Given such a lineage, it was no surprise that Lenihan was to climb to the top of the political ladder.
His father, the late Brian Lenihan Snr — whose Dáil seat he inherited in a 1996 Dublin West by-election — was Tánaiste to Charles Haughey and a cabinet minister for more than 25 years.
His aunt Mary O’Rourke was deputy leader to former Taoiseach Bertie Ahern, while his brother Conor Lenihan is the current science minister.
Academically, Lenihan stood out, firstly at Trinity where he studied law and later at Cambridge where he received a first-class honours degree in law.

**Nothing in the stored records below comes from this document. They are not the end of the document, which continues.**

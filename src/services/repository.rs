//! In-memory entity storage.

use std::sync::atomic::{AtomicU64, Ordering};
use std::sync::Arc;

use dashmap::DashMap;
use serde::Deserialize;

/// A stored entity with a numeric id assigned on first save.
pub trait Entity: Clone + Send + Sync + 'static {
    fn id(&self) -> Option<u64>;
    fn set_id(&mut self, id: u64);
}

/// Entities owned by a user (profile records).
pub trait UserOwned: Entity {
    fn user_id(&self) -> Option<u64>;
}

/// Thread-safe store of entities keyed by id.
///
/// Cloning shares the underlying map.
#[derive(Clone)]
pub struct InMemoryRepository<T> {
    items: Arc<DashMap<u64, T>>,
    next_id: Arc<AtomicU64>,
}

impl<T: Entity> Default for InMemoryRepository<T> {
    fn default() -> Self {
        Self::new()
    }
}

impl<T: Entity> InMemoryRepository<T> {
    pub fn new() -> Self {
        Self {
            items: Arc::new(DashMap::new()),
            next_id: Arc::new(AtomicU64::new(1)),
        }
    }

    /// Store `item` under a freshly assigned id, ignoring any id it carries.
    pub fn insert(&self, mut item: T) -> T {
        let id = self.next_id.fetch_add(1, Ordering::Relaxed);
        item.set_id(id);
        self.items.insert(id, item.clone());
        item
    }

    /// Replace the entity stored under `item`'s id, or insert it if it has none.
    pub fn save(&self, item: T) -> T {
        match item.id() {
            Some(id) => {
                self.items.insert(id, item.clone());
                item
            }
            None => self.insert(item),
        }
    }

    pub fn find(&self, id: u64) -> Option<T> {
        self.items.get(&id).map(|entry| entry.value().clone())
    }

    pub fn exists(&self, id: u64) -> bool {
        self.items.contains_key(&id)
    }

    /// All entities, ordered by id.
    pub fn find_all(&self) -> Vec<T> {
        let mut items: Vec<(u64, T)> = self
            .items
            .iter()
            .map(|entry| (*entry.key(), entry.value().clone()))
            .collect();
        items.sort_by_key(|(id, _)| *id);
        items.into_iter().map(|(_, item)| item).collect()
    }

    pub fn find_by(&self, predicate: impl Fn(&T) -> bool) -> Vec<T> {
        self.find_all().into_iter().filter(|item| predicate(item)).collect()
    }

    pub fn any(&self, predicate: impl Fn(&T) -> bool) -> bool {
        self.items.iter().any(|entry| predicate(entry.value()))
    }

    pub fn delete(&self, id: u64) -> bool {
        self.items.remove(&id).is_some()
    }

    /// Remove every entity matching `predicate`; returns how many were removed.
    pub fn delete_by(&self, predicate: impl Fn(&T) -> bool) -> usize {
        let mut removed = 0;
        self.items.retain(|_, item| {
            let matched = predicate(item);
            removed += usize::from(matched);
            !matched
        });
        removed
    }

    pub fn count(&self) -> usize {
        self.items.len()
    }
}

impl<T: UserOwned> InMemoryRepository<T> {
    pub fn find_by_user(&self, user_id: u64) -> Vec<T> {
        self.find_by(|item| item.user_id() == Some(user_id))
    }

    pub fn delete_by_user(&self, user_id: u64) -> usize {
        self.delete_by(|item| item.user_id() == Some(user_id))
    }
}

/// `?page=&size=` query. Paging applies only when both are given; pages
/// are zero-based.
#[derive(Debug, Clone, Copy, Default, Deserialize)]
pub struct PageQuery {
    pub page: Option<usize>,
    pub size: Option<usize>,
}

impl PageQuery {
    pub fn apply<T>(&self, items: Vec<T>) -> Vec<T> {
        match (self.page, self.size) {
            (Some(page), Some(size)) => {
                let start = page.saturating_mul(size);
                items.into_iter().skip(start).take(size).collect()
            }
            _ => items,
        }
    }
}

Although a TD since 1996, Lenihan was initially left in the wilderness by Bertie Ahern. Although he was Lenihan senior’s campaign manager in the 1990 presidential election, Ahern was in no rush to promote Lenihan Jnr.
He gave him the relatively junior position of Minister for Children between 2002 and 2007, before finally elevating him to Minister for Justice.

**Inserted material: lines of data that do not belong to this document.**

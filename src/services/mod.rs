//! The two services built on the shared middleware.
//!
//! # Data Flow
//! ```text
//! user-service:    /api/users/*  ── details ──→ profile_client.rs ──→ profile-service
//! profile-service: /api/addresses/*, /api/educations/*
//! both:            /actuator/health
//! ```

pub mod error;
pub mod profile;
pub mod profile_client;
pub mod repository;
pub mod user;

use std::time::Duration;

use axum::{routing::get, Json, Router};
use serde::Serialize;

use crate::config::ServiceConfig;
use crate::http::client::OutboundClient;
use crate::observability::ExchangeLogger;

pub use error::ServiceError;
pub use profile::{Address, Education, ProfileStore};
pub use profile_client::ProfileServiceClient;
pub use user::{User, UserDetailsResponse, UserService};

/// Which service this process runs.
#[derive(Debug, Clone, Copy, PartialEq, Eq, clap::ValueEnum)]
pub enum ServiceRole {
    #[value(name = "user-service")]
    User,
    #[value(name = "profile-service")]
    Profile,
}

impl ServiceRole {
    pub fn as_str(&self) -> &'static str {
        match self {
            ServiceRole::User => "user-service",
            ServiceRole::Profile => "profile-service",
        }
    }
}

#[derive(Serialize)]
struct Health {
    status: &'static str,
    service: &'static str,
}

/// Routes of `role`, without middleware.
pub fn routes(
    role: ServiceRole,
    config: &ServiceConfig,
    logger: ExchangeLogger,
) -> Result<Router, url::ParseError> {
    let router = match role {
        ServiceRole::User => {
            let outbound = OutboundClient::new(logger, Duration::from_secs(config.timeouts.outbound_secs));
            let profiles = ProfileServiceClient::new(outbound, &config.profile_service.url)?;
            user::router(UserService::new(), profiles)
        }
        ServiceRole::Profile => profile::router(ProfileStore::default()),
    };

    let service = role.as_str();
    Ok(router.route(
        "/actuator/health",
        get(move || async move {
            Json(Health {
                status: "UP",
                service,
            })
        }),
    ))
}
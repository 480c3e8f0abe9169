//! Handler errors and their HTTP mapping.

use axum::{
    http::StatusCode,
    response::{IntoResponse, Response},
    Json,
};
use serde::Serialize;
use thiserror::Error;

#[derive(Debug, Error, PartialEq, Eq)]
pub enum ServiceError {
    #[error("{entity} not found with id: {id}")]
    NotFound { entity: &'static str, id: u64 },

    #[error("{0}")]
    Conflict(String),
}

impl ServiceError {
    pub fn not_found(entity: &'static str, id: u64) -> Self {
        ServiceError::NotFound { entity, id }
    }

    pub fn status(&self) -> StatusCode {
        match self {
            ServiceError::NotFound { .. } => StatusCode::NOT_FOUND,
            ServiceError::Conflict(_) => StatusCode::BAD_REQUEST,
        }
    }
}

#[derive(Serialize)]
struct ErrorBody {
    error: String,
}

impl IntoResponse for ServiceError {
    fn into_response(self) -> Response {
        let status = self.status();
        match status {
            StatusCode::NOT_FOUND => tracing::warn!(error = %self, "Request failed"),
            _ => tracing::error!(error = %self, "Request failed"),
        }
        (status, Json(ErrorBody { error: self.to_string() })).into_response()
    }
}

But Ahern’s successor, Brian Cowen, was much closer to Lenihan, and had no hesitation in handing him the plum job of Minister for Finance when naming his first cabinet in 2008. Given the travails that were to follow, however, it proved a poisoned chalice, with his tenure dominated by crisis.
Unveiling three harsh budgets in 14 months, along with the most austere in the state’s history last December, Lenihan has become synonymous with the now infamous bank guarantee, the creation of NAMA and the €85 billion EU-IMF bailout.
Unsurprisingly, none of this has endeared him or his party to a public forced to pay for the banks’ bad debts while facing years of public spending cuts and tax hikes.
Last month, the Financial Times ranked Lenihan as the worst finance minister in the eurozone, the second year running he received the unfortunate honour.
While grappling with the worst economic crisis in the state’s history, Lenihan has also had to battle with his own health issues, after being diagnosed in 2009 with pancreatic cancer. He has been widely praised for his dignity in battling the disease.
In terms of the leadership battle, he appears to have been outmanoeuvred by his rival Micheál Martin in recent days, but could very quickly make up lost ground in terms of winning TDs — particularly Dublin- based ones — to his side.
Married to circuit court judge Patricia Ryan, the couple have a son and a daughter.